Set against the tightly-woven lines of a book cover are doodles in orange. A hand-drawn snapshot of the historic Pak Tin Estate occupies the upper-left corner. A lone plaque from the Tai Hang Fire Dragon team stands on the other side. An illustrated map of Lamma stretches across the spine of the book. If one looks closely enough, one could spot a bicycle laid across the hilly terrains of Lamma.
The bicycle belongs to the proud and upright Uncle Moon, veteran cyclist and seasoned lobbyist for more cycling trails in Hong Kong.
Uncle Moon is one of 18 interviewees in Chloe Lai’s latest Urban Diary, a book about the ongoing survival of alternate urban communities in Hong Kong. Turns out, the cover of Urban Diary also plays a game of hide-and-seek. The doodles in orange are a collage of figures drawn by the interviewees. Unearth the life stories behind the hidden communities documented in Urban Diary, and you unlock the many dreams, hopes and imagination behind these innocent-looking doodles.
Written in both English and Chinese, Chloe Lai and her team have put together a diary with images, drawings and life-stories aplenty.

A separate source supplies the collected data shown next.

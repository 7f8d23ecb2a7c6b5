use std::future::Future;
use std::time::Duration;

use reqwest::{Client, StatusCode};
use serde::Serialize;
use serde::de::DeserializeOwned;
use tracing::{debug, warn};

use super::types::{
    ApiError, ChatCompletionRequest, ChatCompletionResponse, ChatRequest, EmbeddingRequest,
    EmbeddingResponse, ErrorEnvelope,
};

pub const DEFAULT_BASE_URL: &str = "https://api.openai.com/v1";
const REQUEST_TIMEOUT: Duration = Duration::from_secs(60);
const MAX_RETRIES: u32 = 3;
const INITIAL_BACKOFF_MS: u64 = 1000;

#[derive(Debug, thiserror::Error)]
pub enum OpenAiError {
    #[error("OPENAI_API_KEY not set. Create one at https://platform.openai.com/api-keys")]
    ApiKeyNotSet,

    #[error("API rate limit exceeded. Please retry later.")]
    RateLimited,

    #[error("API quota exhausted: {0}")]
    QuotaExhausted(String),

    #[error("API error ({code}): {message}")]
    Api { code: u16, message: String },

    #[error("model returned an empty response")]
    EmptyResponse,

    #[error("Network error: {0}")]
    Network(#[from] reqwest::Error),
}

/// One chat-completion round-trip. History and prompt assembly belong to the caller.
pub trait ChatModel {
    fn complete(
        &self,
        request: &ChatRequest,
    ) -> impl Future<Output = Result<String, OpenAiError>> + Send;
}

/// Text embedding. Output vectors are in input order.
pub trait Embedder {
    fn embed(
        &self,
        inputs: &[String],
    ) -> impl Future<Output = Result<Vec<Vec<f32>>, OpenAiError>> + Send;
}

#[derive(Clone)]
struct ApiKey(String);

impl std::fmt::Debug for ApiKey {
    fn fmt(&self, f: &mut std::fmt::Formatter<'_>) -> std::fmt::Result {
        f.write_str("[REDACTED]")
    }
}

/// Client for an OpenAI-compatible `/chat/completions` and `/embeddings` API.
#[derive(Debug, Clone)]
pub struct OpenAiClient {
    http: Client,
    api_key: ApiKey,
    base_url: String,
    embedding_model: String,
    backoff_ms: u64,
}

impl OpenAiClient {
    pub fn new(
        http: Client,
        api_key: Option<&str>,
        base_url: &str,
        embedding_model: &str,
    ) -> Result<Self, OpenAiError> {
        let api_key = api_key
            .map(str::trim)
            .filter(|k| !k.is_empty())
            .ok_or(OpenAiError::ApiKeyNotSet)?;
        Ok(Self {
            http,
            api_key: ApiKey(api_key.to_string()),
            base_url: base_url.trim_end_matches('/').to_string(),
            embedding_model: embedding_model.to_string(),
            backoff_ms: INITIAL_BACKOFF_MS,
        })
    }

    #[cfg(test)]
    pub(crate) fn with_base_url(http: Client, base_url: &str) -> Self {
        Self {
            http,
            api_key: ApiKey("test-key".to_string()),
            base_url: base_url.to_string(),
            embedding_model: "text-embedding-3-small".to_string(),
            backoff_ms: 1,
        }
    }

    async fn post_json<B, T>(&self, path: &str, body: &B) -> Result<T, OpenAiError>
    where
        B: Serialize + Sync,
        T: DeserializeOwned,
    {
        let url = format!("{}{path}", self.base_url);

        let response = self
            .http
            .post(&url)
            .bearer_auth(&self.api_key.0)
            .header("User-Agent", crate::USER_AGENT)
            .json(body)
            .timeout(REQUEST_TIMEOUT)
            .send()
            .await?;

        let status = response.status();
        if !status.is_success() {
            let text = response.text().await.unwrap_or_default();
            let err = classify_status(status, &text);
            warn!(%status, error = %err, path, "OpenAI API error");
            return Err(err);
        }

        Ok(response.json().await?)
    }

    /// Runs `op` until it succeeds, fails permanently, or the retry budget is spent.
    async fn retrying<T, F, Fut>(&self, mut op: F) -> Result<T, OpenAiError>
    where
        F: FnMut() -> Fut,
        Fut: Future<Output = Result<T, OpenAiError>>,
    {
        let mut last_err = None;
        for attempt in 0..MAX_RETRIES {
            match op().await {
                Ok(value) => return Ok(value),
                Err(e) if is_retriable(&e) => {
                    last_err = Some(e);
                    if attempt + 1 < MAX_RETRIES {
                        let delay_ms = jittered_backoff(self.backoff_ms, attempt);
                        debug!(
                            attempt = attempt + 1,
                            delay_ms, "retrying after transient error"
                        );
                        tokio::time::sleep(Duration::from_millis(delay_ms)).await;
                    }
                }
                Err(e) => return Err(e),
            }
        }
        Err(last_err.unwrap_or(OpenAiError::RateLimited))
    }
}

impl ChatModel for OpenAiClient {
    async fn complete(&self, request: &ChatRequest) -> Result<String, OpenAiError> {
        // gpt-5 family models reject an explicit temperature.
        let temperature = if request.model.starts_with("gpt-5") {
            None
        } else {
            Some(request.temperature)
        };
        let body = ChatCompletionRequest {
            model: &request.model,
            messages: &request.messages,
            temperature,
        };

        let response: ChatCompletionResponse = self
            .retrying(|| self.post_json("/chat/completions", &body))
            .await?;
        debug!(model = %request.model, choices = response.choices.len(), "chat completion done");

        response
            .choices
            .into_iter()
            .next()
            .and_then(|c| c.message.content)
            .map(|text| text.trim().to_string())
            .filter(|text| !text.is_empty())
            .ok_or(OpenAiError::EmptyResponse)
    }
}

impl Embedder for OpenAiClient {
    async fn embed(&self, inputs: &[String]) -> Result<Vec<Vec<f32>>, OpenAiError> {
        if inputs.is_empty() {
            return Ok(Vec::new());
        }
        let body = EmbeddingRequest {
            model: &self.embedding_model,
            input: inputs,
        };

        let mut response: EmbeddingResponse = self
            .retrying(|| self.post_json("/embeddings", &body))
            .await?;
        debug!(model = %self.embedding_model, inputs = inputs.len(), "embeddings done");

        if response.data.len() != inputs.len() {
            return Err(OpenAiError::Api {
                code: 0,
                message: format!(
                    "expected {} embeddings, got {}",
                    inputs.len(),
                    response.data.len()
                ),
            });
        }
        response.data.sort_by_key(|d| d.index);
        Ok(response.data.into_iter().map(|d| d.embedding).collect())
    }
}

fn is_retriable(e: &OpenAiError) -> bool {
    matches!(
        e,
        OpenAiError::RateLimited
            | OpenAiError::Api {
                code: 500..=599,
                ..
            }
    )
}

/// Equal jitter backoff: base/2 + rand(0, base/2).
fn jittered_backoff(initial_ms: u64, attempt: u32) -> u64 {
    let base = initial_ms * 2u64.pow(attempt);
    let half = base / 2;
    half + fastrand::u64(..half.max(1))
}

fn classify_status(status: StatusCode, body: &str) -> OpenAiError {
    if let Ok(envelope) = serde_json::from_str::<ErrorEnvelope>(body) {
        return classify_api_error(status.as_u16(), &envelope.error);
    }
    if status == StatusCode::TOO_MANY_REQUESTS {
        return OpenAiError::RateLimited;
    }
    let end = body.floor_char_boundary(200);
    OpenAiError::Api {
        code: status.as_u16(),
        message: format!("HTTP {status}: {}", &body[..end]),
    }
}

fn classify_api_error(code: u16, err: &ApiError) -> OpenAiError {
    let message = err
        .message
        .clone()
        .unwrap_or_else(|| "Unknown error".to_string());

    match code {
        _ if err.is_quota() => OpenAiError::QuotaExhausted(message),
        429 => OpenAiError::RateLimited,
        code => OpenAiError::Api { code, message },
    }
}

#[cfg(test)]
mod tests {
    use super::*;

    fn api_error(kind: Option<&str>, code: Option<&str>) -> ApiError {
        ApiError {
            message: Some("boom".into()),
            kind: kind.map(Into::into),
            code: code.map(|c| serde_json::Value::String(c.into())),
        }
    }

    #[test]
    fn classify_429_as_rate_limited() {
        let err = api_error(Some("requests"), Some("rate_limit_exceeded"));
        assert!(matches!(
            classify_api_error(429, &err),
            OpenAiError::RateLimited
        ));
    }

    #[test]
    fn classify_insufficient_quota_as_quota_exhausted() {
        let err = api_error(Some("insufficient_quota"), Some("insufficient_quota"));
        assert!(matches!(
            classify_api_error(429, &err),
            OpenAiError::QuotaExhausted(_)
        ));
    }

    #[test]
    fn classify_401_as_generic_api_error() {
        let err = api_error(Some("invalid_request_error"), Some("invalid_api_key"));
        match classify_api_error(401, &err) {
            OpenAiError::Api { code, message } => {
                assert_eq!(code, 401);
                assert_eq!(message, "boom");
            }
            other => panic!("expected Api error, got: {other:?}"),
        }
    }

    #[test]
    fn unstructured_body_is_truncated() {
        let body = "é".repeat(300);
        match classify_status(StatusCode::BAD_GATEWAY, &body) {
            OpenAiError::Api { code, message } => {
                assert_eq!(code, 502);
                assert!(message.len() < 250, "got {} bytes", message.len());
            }
            other => panic!("expected Api error, got: {other:?}"),
        }
    }

    #[test]
    fn missing_api_key_is_rejected() {
        let err = OpenAiClient::new(Client::new(), Some("   "), DEFAULT_BASE_URL, "m").unwrap_err();
        assert!(matches!(err, OpenAiError::ApiKeyNotSet));
        let err = OpenAiClient::new(Client::new(), None, DEFAULT_BASE_URL, "m").unwrap_err();
        assert!(matches!(err, OpenAiError::ApiKeyNotSet));
    }

    #[test]
    fn api_key_is_redacted_in_debug() {
        let client =
            OpenAiClient::new(Client::new(), Some("sk-secret"), DEFAULT_BASE_URL, "m").unwrap();
        let printed = format!("{client:?}");
        assert!(!printed.contains("sk-secret"));
        assert!(printed.contains("[REDACTED]"));
    }

    #[test]
    fn backoff_stays_within_equal_jitter_bounds() {
        for attempt in 0..3 {
            let base = 1000 * 2u64.pow(attempt);
            let delay = jittered_backoff(1000, attempt);
            assert!(delay >= base / 2 && delay < base, "attempt {attempt}: {delay}");
        }
    }
}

The book flows gently from story to story, with Lai occasionally adding her supplementary first-hand research. Videos and interactive versions of the interviews could also be found in Urban Diary’s online site (http://www.urbandiarist.com).

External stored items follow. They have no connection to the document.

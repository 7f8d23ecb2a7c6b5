mod assistant;
mod chat;
mod classify;
mod config;
mod corpus;
mod eval;
mod openai;
mod phrases;
mod rag;
mod server;
mod session;
mod spe;
mod translate;

pub const USER_AGENT: &str = concat!("funsani/", env!("CARGO_PKG_VERSION"));

use std::num::NonZeroUsize;
use std::path::PathBuf;
use std::time::Duration;

use clap::{Parser, Subcommand};
use tokio::io::BufReader;
use tracing::{info, warn};

use assistant::Assistant;
use config::Config;
use corpus::EmbeddingRetriever;
use openai::OpenAiClient;
use phrases::PhraseBook;
use rag::RagChain;
use session::ChatSession;
use spe::{KnowledgeBase, SpeChain};
use translate::{Lang, Translator, detect_language};

const CONNECT_TIMEOUT: Duration = Duration::from_secs(10);
const HTTP_TIMEOUT: Duration = Duration::from_secs(90);

#[derive(Parser)]
#[command(name = "funsani", version, about = "Ask questions in Chichewa or English")]
struct Cli {
    /// Answer model (overrides FUNSANI_MODEL)
    #[arg(long, global = true)]
    model: Option<String>,

    /// Chunks retrieved per query (overrides FUNSANI_RETRIEVAL_K)
    #[arg(long, short = 'k', global = true)]
    k: Option<NonZeroUsize>,

    /// Corpus directory (overrides FUNSANI_DOCS_DIR)
    #[arg(long, global = true)]
    docs_dir: Option<PathBuf>,

    /// Vector index file (overrides FUNSANI_STORE_PATH)
    #[arg(long, global = true)]
    store: Option<PathBuf>,

    #[command(subcommand)]
    command: Command,
}

#[derive(Subcommand)]
enum Command {
    /// Answer a single query
    Ask {
        query: String,
        /// Use the structured knowledge base instead of document retrieval
        #[arg(long)]
        spe: bool,
        /// Print the full result as JSON
        #[arg(long)]
        metadata: bool,
    },
    /// Interactive chat on stdin
    Chat {
        #[arg(long)]
        spe: bool,
    },
    /// Build the vector index from the corpus
    Ingest {
        /// Rebuild even if an index already exists
        #[arg(long)]
        force: bool,
    },
    /// Serve the JSON chat API
    Serve {
        #[arg(long, default_value = "127.0.0.1:8080")]
        bind: String,
        #[arg(long)]
        spe: bool,
    },
    /// Compare retrieval and structured answering on the built-in queries
    Eval {
        /// Run only the first query
        #[arg(long)]
        focused: bool,
        /// Print raw results as JSON
        #[arg(long)]
        json: bool,
    },
    /// Translate text between Chichewa and English
    Translate {
        text: String,
        /// Target language; defaults to the opposite of the detected one
        #[arg(long, value_enum)]
        to: Option<Lang>,
        /// Topic hint, e.g. "sports news article"
        #[arg(long)]
        context: Option<String>,
    },
}

impl Cli {
    fn apply(&self, config: &mut Config) {
        if let Some(model) = &self.model {
            config.answer.model = model.clone();
        }
        if let Some(k) = self.k {
            config.retrieval_k = k.get();
        }
        if let Some(dir) = &self.docs_dir {
            config.docs_dir = dir.clone();
        }
        if let Some(store) = &self.store {
            config.store_path = store.clone();
        }
    }
}

/// Explicit target, or the opposite of the language the text is written in.
fn translation_target(text: &str, to: Option<Lang>) -> Lang {
    to.unwrap_or_else(|| detect_language(text).other())
}

type Rag = RagChain<OpenAiClient, EmbeddingRetriever<OpenAiClient>>;

async fn rag_chain(config: &Config, client: &OpenAiClient) -> Result<Rag, corpus::CorpusError> {
    let store = corpus::open_or_build(
        client,
        &config.docs_dir,
        &config.store_path,
        &config.embedding_model,
        false,
    )
    .await?;
    if store.embedding_model != config.embedding_model {
        warn!(
            index = %store.embedding_model,
            configured = %config.embedding_model,
            "index was built with a different embedding model; run `funsani ingest --force`"
        );
    }
    Ok(RagChain::new(
        client.clone(),
        config.answer.clone(),
        config.translation.clone(),
        config.classifier.clone(),
        EmbeddingRetriever::new(client.clone(), store),
        config.retrieval_k,
    ))
}

fn spe_chain(
    config: &Config,
    client: &OpenAiClient,
) -> Result<SpeChain<OpenAiClient>, Box<dyn std::error::Error>> {
    let knowledge = KnowledgeBase::load_or_builtin(&config.knowledge_base_path)?;
    let phrases = PhraseBook::load(&config.phrases_path)?;
    Ok(SpeChain::new(
        client.clone(),
        config.answer.clone(),
        config.translation.clone(),
        config.classifier.clone(),
        knowledge,
        phrases,
    ))
}

async fn run_chat<A: Assistant + Sync>(assistant: &A) -> std::io::Result<()> {
    let mut session = ChatSession::new();
    let stdin = BufReader::new(tokio::io::stdin());
    chat::run(assistant, &mut session, stdin, tokio::io::stdout()).await
}

#[tokio::main]
async fn main() -> Result<(), Box<dyn std::error::Error>> {
    dotenvy::dotenv().ok();

    tracing_subscriber::fmt()
        .with_writer(std::io::stderr)
        .with_env_filter(
            tracing_subscriber::EnvFilter::from_default_env()
                .add_directive("funsani=info".parse()?),
        )
        .init();

    let cli = Cli::parse();
    let mut config = Config::from_env()?;
    cli.apply(&mut config);

    let http = reqwest::Client::builder()
        .connect_timeout(CONNECT_TIMEOUT)
        .timeout(HTTP_TIMEOUT)
        .build()?;
    let client = OpenAiClient::new(
        http,
        config.api_key.as_deref(),
        &config.base_url,
        &config.embedding_model,
    )?;

    match cli.command {
        Command::Ask { query, spe: true, metadata } => {
            let result = spe_chain(&config, &client)?.answer_query(&query).await;
            if metadata {
                println!("{}", serde_json::to_string_pretty(&result)?);
            } else {
                println!("{}", result.answer);
            }
        }
        Command::Ask { query, spe: false, metadata } => {
            let result = rag_chain(&config, &client).await?.answer_query(&query, metadata).await;
            if metadata {
                println!("{}", serde_json::to_string_pretty(&result)?);
            } else {
                println!("{}", result.answer);
                if !result.sources.is_empty() {
                    println!("\nMagwero (Sources): {}", result.sources.join(", "));
                }
            }
        }
        Command::Chat { spe: true } => run_chat(&spe_chain(&config, &client)?).await?,
        Command::Chat { spe: false } => run_chat(&rag_chain(&config, &client).await?).await?,
        Command::Ingest { force } => {
            let store = corpus::open_or_build(
                &client,
                &config.docs_dir,
                &config.store_path,
                &config.embedding_model,
                force,
            )
            .await?;
            info!(chunks = store.len(), path = %config.store_path.display(), "index ready");
        }
        Command::Serve { bind, spe: true } => {
            let state = server::AppState::new(spe_chain(&config, &client)?, spe::APPROACH);
            server::serve(state, &bind).await?;
        }
        Command::Serve { bind, spe: false } => {
            let state = server::AppState::new(rag_chain(&config, &client).await?, rag::APPROACH);
            server::serve(state, &bind).await?;
        }
        Command::Eval { focused, json } => {
            let rag = rag_chain(&config, &client).await?;
            let spe = spe_chain(&config, &client)?;
            let cases = if focused {
                std::slice::from_ref(&eval::FOCUSED_CASE)
            } else {
                eval::EVAL_CASES
            };

            let results = eval::run_comparison(&rag, &spe, cases).await;
            if json {
                println!("{}", serde_json::to_string_pretty(&results)?);
            } else {
                for (i, result) in results.iter().enumerate() {
                    println!("{}", eval::format_case(i + 1, results.len(), result));
                }
                println!("{}", eval::Summary::from_results(&results));
            }
        }
        Command::Translate { text, to, context } => {
            let target = translation_target(&text, to);
            let translator = Translator::new(client, config.translation.clone());
            let translated = translator
                .with_context(&text, target.other(), target, context.as_deref())
                .await;
            println!("{translated}");
        }
    }

    Ok(())
}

The communities in Urban Diary – from Tai Hang to Peng Chau, from 30 Houses to hidden factory residences – are all defined in and against the city’s business-driven centers. Uncle Sai, for instance, organizes the annual Hungary Ghost (Yu Lan) Festival along 30 Houses, the former name for a neighborhood now dominated by the gourmet and wine-induced chatter of SoHo. Despite the drastic change in communal life in the 30 Houses area, the annual tradition of food offering, rice giving and Taoist procession persists. Through her observant and unassuming pen, Chloe Lai charts the survival of the Yu Lan Association community, which has lived through eviction orders and other challenges of urban renewal.

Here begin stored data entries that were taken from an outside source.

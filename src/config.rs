use std::env;
use std::fmt;
use std::path::PathBuf;
use std::str::FromStr;

use crate::openai::{DEFAULT_BASE_URL, ModelProfile};

const DEFAULT_MODEL: &str = "gpt-4";
const DEFAULT_TEMPERATURE: f32 = 0.7;
const TRANSLATION_TEMPERATURE: f32 = 0.3;
const CLASSIFIER_TEMPERATURE: f32 = 0.0;
const DEFAULT_EMBEDDING_MODEL: &str = "text-embedding-3-small";
const DEFAULT_RETRIEVAL_K: usize = 3;

#[derive(Debug, thiserror::Error)]
pub enum ConfigError {
    #[error("invalid value for {key}: '{value}'")]
    Invalid { key: &'static str, value: String },
}

/// Runtime settings, resolved from the environment (and `.env`, loaded by `main`).
///
/// Every key is optional except `OPENAI_API_KEY`, whose absence only surfaces
/// once a model client is built.
#[derive(Clone)]
pub struct Config {
    pub api_key: Option<String>,
    pub base_url: String,
    pub answer: ModelProfile,
    pub translation: ModelProfile,
    pub classifier: ModelProfile,
    pub embedding_model: String,
    pub retrieval_k: usize,
    pub docs_dir: PathBuf,
    pub store_path: PathBuf,
    pub knowledge_base_path: PathBuf,
    pub phrases_path: PathBuf,
}

impl Config {
    pub fn from_env() -> Result<Self, ConfigError> {
        Self::from_lookup(|key| env::var(key).ok())
    }

    pub fn from_lookup(lookup: impl Fn(&str) -> Option<String>) -> Result<Self, ConfigError> {
        let get = |key: &str| {
            lookup(key)
                .map(|v| v.trim().to_string())
                .filter(|v| !v.is_empty())
        };
        let string_or = |key: &str, default: &str| get(key).unwrap_or_else(|| default.to_string());
        let path_or = |key: &str, default: &str| PathBuf::from(string_or(key, default));

        let temperature = parse_or(get("FUNSANI_TEMPERATURE"), "FUNSANI_TEMPERATURE", DEFAULT_TEMPERATURE)?;
        if !(0.0..=2.0).contains(&temperature) {
            return Err(ConfigError::Invalid {
                key: "FUNSANI_TEMPERATURE",
                value: temperature.to_string(),
            });
        }
        let retrieval_k = parse_or(get("FUNSANI_RETRIEVAL_K"), "FUNSANI_RETRIEVAL_K", DEFAULT_RETRIEVAL_K)?;
        if retrieval_k == 0 {
            return Err(ConfigError::Invalid {
                key: "FUNSANI_RETRIEVAL_K",
                value: "0".into(),
            });
        }

        Ok(Self {
            api_key: get("OPENAI_API_KEY"),
            base_url: string_or("OPENAI_BASE_URL", DEFAULT_BASE_URL),
            answer: ModelProfile::new(string_or("FUNSANI_MODEL", DEFAULT_MODEL), temperature),
            translation: ModelProfile::new(
                string_or("FUNSANI_TRANSLATION_MODEL", DEFAULT_MODEL),
                TRANSLATION_TEMPERATURE,
            ),
            classifier: ModelProfile::new(
                string_or("FUNSANI_CLASSIFIER_MODEL", DEFAULT_MODEL),
                CLASSIFIER_TEMPERATURE,
            ),
            embedding_model: string_or("FUNSANI_EMBEDDING_MODEL", DEFAULT_EMBEDDING_MODEL),
            retrieval_k,
            docs_dir: path_or("FUNSANI_DOCS_DIR", "data/docs"),
            store_path: path_or("FUNSANI_STORE_PATH", "data/vectorstore/index.json"),
            knowledge_base_path: path_or("FUNSANI_KNOWLEDGE_BASE", "data/knowledge_base.json"),
            phrases_path: path_or(
                "FUNSANI_PHRASES",
                "data/translations/english_chichewa_phrases.csv",
            ),
        })
    }
}

impl fmt::Debug for Config {
    fn fmt(&self, f: &mut fmt::Formatter<'_>) -> fmt::Result {
        f.debug_struct("Config")
            .field("api_key", &self.api_key.as_ref().map(|_| "[REDACTED]"))
            .field("base_url", &self.base_url)
            .field("answer", &self.answer)
            .field("translation", &self.translation)
            .field("classifier", &self.classifier)
            .field("embedding_model", &self.embedding_model)
            .field("retrieval_k", &self.retrieval_k)
            .field("docs_dir", &self.docs_dir)
            .field("store_path", &self.store_path)
            .field("knowledge_base_path", &self.knowledge_base_path)
            .field("phrases_path", &self.phrases_path)
            .finish()
    }
}

fn parse_or<T: FromStr>(raw: Option<String>, key: &'static str, default: T) -> Result<T, ConfigError> {
    match raw {
        None => Ok(default),
        Some(value) => value.parse().map_err(|_| ConfigError::Invalid { key, value }),
    }
}

#[cfg(test)]
mod tests {
    use super::*;
    use std::collections::HashMap;

    fn config_from(pairs: &[(&str, &str)]) -> Result<Config, ConfigError> {
        let vars: HashMap<String, String> = pairs
            .iter()
            .map(|(k, v)| (k.to_string(), v.to_string()))
            .collect();
        Config::from_lookup(|key| vars.get(key).cloned())
    }

    #[test]
    fn defaults_apply_when_unset() {
        let config = config_from(&[]).unwrap();
        assert!(config.api_key.is_none());
        assert_eq!(config.base_url, DEFAULT_BASE_URL);
        assert_eq!(config.answer, ModelProfile::new("gpt-4", 0.7));
        assert_eq!(config.translation.temperature, 0.3);
        assert_eq!(config.classifier.temperature, 0.0);
        assert_eq!(config.embedding_model, "text-embedding-3-small");
        assert_eq!(config.retrieval_k, 3);
        assert_eq!(config.docs_dir, PathBuf::from("data/docs"));
    }

    #[test]
    fn blank_values_count_as_unset() {
        let config = config_from(&[("OPENAI_API_KEY", "   "), ("FUNSANI_MODEL", "")]).unwrap();
        assert!(config.api_key.is_none());
        assert_eq!(config.answer.model, "gpt-4");
    }

    #[test]
    fn overrides_are_trimmed() {
        let config = config_from(&[
            ("OPENAI_API_KEY", " sk-test "),
            ("FUNSANI_MODEL", "gpt-4o"),
            ("FUNSANI_RETRIEVAL_K", "5"),
            ("FUNSANI_TEMPERATURE", "0.2"),
        ])
        .unwrap();
        assert_eq!(config.api_key.as_deref(), Some("sk-test"));
        assert_eq!(config.answer, ModelProfile::new("gpt-4o", 0.2));
        assert_eq!(config.retrieval_k, 5);
    }

    #[test]
    fn debug_redacts_api_key() {
        let config = config_from(&[("OPENAI_API_KEY", "sk-secret")]).unwrap();
        let debug = format!("{config:?}");
        assert!(!debug.contains("sk-secret"));
        assert!(debug.contains("[REDACTED]"));
    }

    #[test]
    fn unparseable_number_is_rejected() {
        let err = config_from(&[("FUNSANI_RETRIEVAL_K", "three")]).unwrap_err();
        assert!(err.to_string().contains("FUNSANI_RETRIEVAL_K"));
    }

    #[test]
    fn zero_k_and_wild_temperature_are_rejected() {
        assert!(config_from(&[("FUNSANI_RETRIEVAL_K", "0")]).is_err());
        assert!(config_from(&[("FUNSANI_TEMPERATURE", "3.5")]).is_err());
    }
}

After the revolutionary passion of the Umbrella Movement, people from all sides of the political spectrum decry the need to “return to local communities”. With its patient account of the histories of communities, but also the dreams and desires of its people, Urban Diary offers a timely intervention, turning an empty political slogan into a concrete ethnography.
This effort is most apparent in the book’s account of the Tai Hang Fire Dragon tradition. Lai’s ethnography spans across different issues and generations. Natural Chu, the young female drum leader of the Fire Dragon team, yearns to become the first female dancer in the male-dominated tradition of Dragon Dancing. While she has moved out of Tai Hang, Natural’s sense of belonging remains rooted in the community. On the other hand, Fai Gor, the elderly master of Dragon Dancing, tackles the question of urban renewal and communal degeneration on a daily basis. Despite the altering faces of the community, Fai Gor remains confident in passing on the Dragon Dancing tradition.
Urban Diary strikes a perfect chord between tradition and innovation, history-telling and dream-making. The book flows easily from the preservation of traditions in Tai Hang into the dreams and desires of the city’s younger generations. Linus is an unconventional student who travels to Taiwan, acquiring the near-extinct craft of weaving from the indigenous Atayal tribe. Stephanie is an aspiring social entrepreneur who set up an initiative to conserve the silver-making skills in Kotagede, Central Java.
While the dreams and initiatives of the younger generation are less rooted in specific places and communities, they utilize their new-found flexibility to connect the dots across different locales. The mobility of Linus, Stephanie ad others demonstrate a markedly different idea of community. By mapping the constellation of dreams found in Hong Kong’s alternate communities, Urban Diary guides us through this dazzling doodle of the city’s sustainable future.
We have come a long way since doodlers were first recognized as dunces and noodle-heads. From Leonardo da Vinci to Tagore, and from Plath to Clinton, doodlers are often people who think and act against the grain. Urban Diary is nothing less than a collage of doodles, stories and ideas that show us a different way of living. Perhaps more importantly, these ways of living coexist with the standard urban fabric, pushing and expanding the norm along the city’s edges and crevices. As Chloe Lai and her amazing team so convincingly shows, it is upon these meek simple dreams that big ideas are bred and sustained.